A message from Summer’s family:

Summer was diagnosed with the kif1a gene (de novo) when she was just 2 years and 10 months old.

Summer has an older sister, Jasmine aged 7, a brother Tyson aged 4 and she is very loved. Mum realized after having 2 older children progressing and meeting their milestones that Summer was a little delayed. It was always a busy household and mum always felt that since Summer was the 3rd child, she would just catch up. It was never a concern… until it was.

It was hard to do anything with Summer, go anywhere, as any sounds- a dragging of a chair, a car revving, the sound of sticky tape- would set Summer off into a screaming frenzy.

Mum would stay home with Summer as dad took the older 2 out to live life and do “normal “things.
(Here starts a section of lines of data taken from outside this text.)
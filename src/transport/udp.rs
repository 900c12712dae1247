//! UDP (User Datagram Protocol) implementation
//!
//! This module provides UDP header parsing and datagram construction.

use byteorder::{BigEndian, ByteOrder};

use crate::network::ipv4::IP_DATA_LEN;

/// UDP header length in bytes
pub const UDP_HEADER_LEN: usize = 8;
pub const UDP_DATA_LEN: usize = IP_DATA_LEN - UDP_HEADER_LEN;

/// UDP packet header structure
///
/// Represents the standard 8-byte UDP header as defined in RFC 768
#[derive(Debug, Clone, Copy, PartialEq, Eq)]
pub struct UdpHeader {
    pub src_port: u16,
    pub dst_port: u16,
    pub length: u16, // Length of UDP header and data
    pub checksum: u16,
}

impl UdpHeader {
    /// Parse UDP header from byte slice
    ///
    /// Returns None if the data is too short to contain a valid UDP header
    pub fn from_bytes(data: &[u8]) -> Option<Self> {
        if data.len() < UDP_HEADER_LEN {
            return None;
        }

        Some(UdpHeader {
            src_port: BigEndian::read_u16(&data[0..2]),
            dst_port: BigEndian::read_u16(&data[2..4]),
            length: BigEndian::read_u16(&data[4..6]),
            checksum: BigEndian::read_u16(&data[6..8]),
        })
    }

    /// Convert UDP header to bytes
    pub fn to_bytes(&self) -> [u8; UDP_HEADER_LEN] {
        let mut bytes = [0u8; UDP_HEADER_LEN];
        BigEndian::write_u16(&mut bytes[0..2], self.src_port);
        BigEndian::write_u16(&mut bytes[2..4], self.dst_port);
        BigEndian::write_u16(&mut bytes[4..6], self.length);
        BigEndian::write_u16(&mut bytes[6..8], self.checksum);
        bytes
    }

    /// Payload bytes of `datagram` as bounded by the length field
    pub fn payload<'a>(&self, datagram: &'a [u8]) -> &'a [u8] {
        let end = (self.length as usize).clamp(UDP_HEADER_LEN, datagram.len().max(UDP_HEADER_LEN));
        datagram.get(UDP_HEADER_LEN..end).unwrap_or(&[])
    }
}

/// Build a datagram with a zero checksum, which IPv4 allows.
///
/// Returns the number of bytes written to `out`.
pub fn write_datagram(src_port: u16, dst_port: u16, payload: &[u8], out: &mut [u8]) -> usize {
    let payload_len = payload.len().min(UDP_DATA_LEN).min(out.len().saturating_sub(UDP_HEADER_LEN));
    let total_len = UDP_HEADER_LEN + payload_len;

    let header = UdpHeader {
        src_port,
        dst_port,
        length: total_len as u16,
        checksum: 0,
    };

    out[..UDP_HEADER_LEN].copy_from_slice(&header.to_bytes());
    out[UDP_HEADER_LEN..total_len].copy_from_slice(&payload[..payload_len]);
    total_len
}
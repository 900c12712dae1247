//! Network interface and protocol processing
//!
//! This module drives traffic through the stack:
//! - Ethernet send/receive and the poll loop
//! - ARP resolution and replies
//! - IPv4 validation and protocol dispatch
//! - ICMP echo replies
//! - the UDP echo service
//! - the TCP virtual-channel state machine

pub mod interface;

mod arp;
mod ethernet;
mod icmp;
mod ipv4;
mod tcp;
mod udp;

#[cfg(test)]
pub(crate) mod harness;

// Re-export commonly used items
pub use interface::NetworkInterface;
//! ARP messages and the address cache
//!
//! The cache is a fixed table of [`ARP_TABLE_MAX_SIZE`] slots. The last slot
//! holds the static binding for the host side of the link; every other slot
//! starts free and is claimed by the first binding observed for an address.
//! Claimed slots are refreshed in place and never evicted, so once the table
//! is full new peers are simply not cached.

use std::net::Ipv4Addr;

use byteorder::{BigEndian, ByteOrder};

use crate::network::ethernet::{EtherType, MacAddr, ZERO_MAC};

pub const ARP_MESSAGE_LEN: usize = 28;
pub const ARP_TABLE_MAX_SIZE: usize = 32;

pub const ARP_HW_ETHERNET: u16 = 1;
pub const ARP_PROTO_IPV4: u16 = EtherType::IPV4;

#[derive(Debug, Clone, Copy, PartialEq, Eq)]
pub enum ArpOp {
    Request,
    Reply,
    Other(u16),
}

impl ArpOp {
    pub fn from_u16(value: u16) -> Self {
        match value {
            1 => ArpOp::Request,
            2 => ArpOp::Reply,
            other => ArpOp::Other(other),
        }
    }

    pub fn to_u16(self) -> u16 {
        match self {
            ArpOp::Request => 1,
            ArpOp::Reply => 2,
            ArpOp::Other(value) => value,
        }
    }
}

/// ARP message for Ethernet/IPv4 (RFC 826)
#[derive(Debug, Clone, Copy, PartialEq, Eq)]
pub struct ArpMessage {
    pub hardware_type: u16,
    pub protocol_type: u16,
    pub op: ArpOp,
    pub sender_mac: MacAddr,
    pub sender_ip: Ipv4Addr,
    pub target_mac: MacAddr,
    pub target_ip: Ipv4Addr,
}

impl ArpMessage {
    pub fn request(sender_mac: MacAddr, sender_ip: Ipv4Addr, target_ip: Ipv4Addr) -> Self {
        ArpMessage {
            hardware_type: ARP_HW_ETHERNET,
            protocol_type: ARP_PROTO_IPV4,
            op: ArpOp::Request,
            sender_mac,
            sender_ip,
            target_mac: ZERO_MAC,
            target_ip,
        }
    }

    /// Turn a request into the reply `mac`/`ip` would send back.
    pub fn reply_from(&self, mac: MacAddr, ip: Ipv4Addr) -> Self {
        ArpMessage {
            hardware_type: self.hardware_type,
            protocol_type: self.protocol_type,
            op: ArpOp::Reply,
            sender_mac: mac,
            sender_ip: ip,
            target_mac: self.sender_mac,
            target_ip: self.sender_ip,
        }
    }

    /// Returns None if the data is too short to hold an Ethernet/IPv4 message
    pub fn from_bytes(data: &[u8]) -> Option<Self> {
        if data.len() < ARP_MESSAGE_LEN {
            return None;
        }

        let mut sender_mac = ZERO_MAC;
        let mut target_mac = ZERO_MAC;
        sender_mac.copy_from_slice(&data[8..14]);
        target_mac.copy_from_slice(&data[18..24]);

        Some(ArpMessage {
            hardware_type: BigEndian::read_u16(&data[0..2]),
            protocol_type: BigEndian::read_u16(&data[2..4]),
            op: ArpOp::from_u16(BigEndian::read_u16(&data[6..8])),
            sender_mac,
            sender_ip: Ipv4Addr::from(BigEndian::read_u32(&data[14..18])),
            target_mac,
            target_ip: Ipv4Addr::from(BigEndian::read_u32(&data[24..28])),
        })
    }

    pub fn to_bytes(&self) -> [u8; ARP_MESSAGE_LEN] {
        let mut bytes = [0u8; ARP_MESSAGE_LEN];
        BigEndian::write_u16(&mut bytes[0..2], self.hardware_type);
        BigEndian::write_u16(&mut bytes[2..4], self.protocol_type);
        bytes[4] = 6; // hardware address length
        bytes[5] = 4; // protocol address length
        BigEndian::write_u16(&mut bytes[6..8], self.op.to_u16());
        bytes[8..14].copy_from_slice(&self.sender_mac);
        bytes[14..18].copy_from_slice(&self.sender_ip.octets());
        bytes[18..24].copy_from_slice(&self.target_mac);
        bytes[24..28].copy_from_slice(&self.target_ip.octets());
        bytes
    }
}

#[derive(Debug, Clone, Copy, PartialEq, Eq)]
pub enum ArpEntryState {
    Free,
    Static,
    Dynamic,
}

#[derive(Debug, Clone, Copy, PartialEq, Eq)]
pub struct ArpEntry {
    pub ip: Ipv4Addr,
    pub mac: MacAddr,
    pub state: ArpEntryState,
}

impl ArpEntry {
    const FREE: ArpEntry = ArpEntry {
        ip: Ipv4Addr::UNSPECIFIED,
        mac: ZERO_MAC,
        state: ArpEntryState::Free,
    };
}

/// What [`ArpCache::observe`] did with a binding.
#[derive(Debug, Clone, Copy, PartialEq, Eq)]
pub enum Observed {
    Inserted(usize),
    Refreshed(usize),
    /// The address belongs to the static slot, which is left alone.
    Pinned(usize),
    TableFull,
}

#[derive(Debug, Clone)]
pub struct ArpCache {
    entries: [ArpEntry; ARP_TABLE_MAX_SIZE],
}

impl ArpCache {
    /// Create a cache holding only the static binding for `ip`.
    pub fn new(static_ip: Ipv4Addr, static_mac: MacAddr) -> Self {
        let mut entries = [ArpEntry::FREE; ARP_TABLE_MAX_SIZE];
        entries[ARP_TABLE_MAX_SIZE - 1] = ArpEntry {
            ip: static_ip,
            mac: static_mac,
            state: ArpEntryState::Static,
        };
        ArpCache { entries }
    }

    pub fn lookup(&self, ip: Ipv4Addr) -> Option<MacAddr> {
        self.entries
            .iter()
            .find(|entry| entry.state != ArpEntryState::Free && entry.ip == ip)
            .map(|entry| entry.mac)
    }

    /// Record that `ip` is reachable at `mac`.
    pub fn observe(&mut self, ip: Ipv4Addr, mac: MacAddr) -> Observed {
        let existing = self
            .entries
            .iter()
            .position(|entry| entry.state != ArpEntryState::Free && entry.ip == ip);

        if let Some(slot) = existing {
            let entry = &mut self.entries[slot];
            return match entry.state {
                ArpEntryState::Dynamic => {
                    entry.mac = mac;
                    Observed::Refreshed(slot)
                }
                _ => Observed::Pinned(slot),
            };
        }

        match self
            .entries
            .iter()
            .position(|entry| entry.state == ArpEntryState::Free)
        {
            Some(slot) => {
                self.entries[slot] = ArpEntry {
                    ip,
                    mac,
                    state: ArpEntryState::Dynamic,
                };
                Observed::Inserted(slot)
            }
            None => Observed::TableFull,
        }
    }

    pub fn entry(&self, slot: usize) -> Option<ArpEntry> {
        self.entries.get(slot).copied()
    }

    pub fn len(&self) -> usize {
        self.entries
            .iter()
            .filter(|entry| entry.state != ArpEntryState::Free)
            .count()
    }

    pub fn is_empty(&self) -> bool {
        self.len() == 0
    }
}

#[cfg(test)]
mod tests {
    use super::*;

    const HOST_IP: Ipv4Addr = Ipv4Addr::new(10, 0, 2, 2);
    const HOST_MAC: MacAddr = [0xaa; 6];

    fn peer(n: u8) -> (Ipv4Addr, MacAddr) {
        (Ipv4Addr::new(10, 0, 2, 100 + n), [0x52, 0x54, 0, 0, 0, n])
    }

    #[test]
    fn test_message_layout() {
        let msg = ArpMessage::request(
            [0x10, 0, 0, 0x11, 0x11, 0x11],
            Ipv4Addr::new(10, 0, 2, 15),
            HOST_IP,
        );
        let bytes = msg.to_bytes();
        assert_eq!(&bytes[0..8], &[0, 1, 0x08, 0x00, 6, 4, 0, 1]);
        assert_eq!(&bytes[14..18], &[10, 0, 2, 15]);
        assert_eq!(&bytes[18..24], &[0; 6]);
        assert_eq!(&bytes[24..28], &[10, 0, 2, 2]);
        assert_eq!(ArpMessage::from_bytes(&bytes), Some(msg));
        assert!(ArpMessage::from_bytes(&bytes[..27]).is_none());
    }

    #[test]
    fn test_reply_swaps_sender_and_target() {
        let (ip, mac) = peer(1);
        let request = ArpMessage::request(mac, ip, Ipv4Addr::new(10, 0, 2, 15));
        let reply = request.reply_from([1; 6], Ipv4Addr::new(10, 0, 2, 15));
        assert_eq!(reply.op, ArpOp::Reply);
        assert_eq!(reply.target_mac, mac);
        assert_eq!(reply.target_ip, ip);
        assert_eq!(reply.sender_mac, [1; 6]);
    }

    #[test]
    fn test_lookup_unknown_is_none() {
        let cache = ArpCache::new(HOST_IP, HOST_MAC);
        assert_eq!(cache.lookup(peer(1).0), None);
        // Free slots must not answer for the unspecified address.
        assert_eq!(cache.lookup(Ipv4Addr::UNSPECIFIED), None);
        assert_eq!(cache.lookup(HOST_IP), Some(HOST_MAC));
    }

    #[test]
    fn test_observe_then_lookup() {
        let mut cache = ArpCache::new(HOST_IP, HOST_MAC);
        let (ip, mac) = peer(1);
        assert_eq!(cache.observe(ip, mac), Observed::Inserted(0));
        assert_eq!(cache.lookup(ip), Some(mac));

        assert_eq!(cache.observe(ip, [9; 6]), Observed::Refreshed(0));
        assert_eq!(cache.lookup(ip), Some([9; 6]));
        assert_eq!(cache.len(), 2);
    }

    #[test]
    fn test_static_entry_never_altered() {
        let mut cache = ArpCache::new(HOST_IP, HOST_MAC);
        assert_eq!(
            cache.observe(HOST_IP, [1; 6]),
            Observed::Pinned(ARP_TABLE_MAX_SIZE - 1)
        );
        assert_eq!(cache.lookup(HOST_IP), Some(HOST_MAC));
        // No duplicate dynamic entry was created for the host.
        assert_eq!(cache.len(), 1);
    }

    #[test]
    fn test_full_table_drops_new_bindings() {
        let mut cache = ArpCache::new(HOST_IP, HOST_MAC);
        for n in 0..(ARP_TABLE_MAX_SIZE - 1) as u8 {
            let (ip, mac) = peer(n);
            assert_eq!(cache.observe(ip, mac), Observed::Inserted(n as usize));
        }
        let (ip, mac) = peer(120);
        assert_eq!(cache.observe(ip, mac), Observed::TableFull);
        assert_eq!(cache.lookup(ip), None);
        assert_eq!(cache.lookup(HOST_IP), Some(HOST_MAC));
        assert_eq!(cache.len(), ARP_TABLE_MAX_SIZE);
    }
}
Summer started Occupation Therapy, Physiotherapy, Speech Therapy, Hyperbaric Oxygen Therapy at age 1 years old. We continue these therapies along with others including hippotherapy. Therapies everyday…. Except for Sundays.

Summer loves music, she loves to dance. She is not yet walking, but she has taken 2-3 steps recently before falling.

Summer has Optic Nerve Atrophy, Cortical Vision Impairment and is and non-verbal, although she is learning sign language and lets you know her likes and dislikes with distinctive sounds.

We call Summer a little Koala as she gives the best koala grip hugs and brings so much joy and love to everyone she meets.

We hope that a treatment or cure will be found soon so that Summers` quality of life is improved before she regresses. We love her too much to lose her and could never imagine not having her with us.

She completes our family in a quirky kind of way. We believe in miracles, and she is one.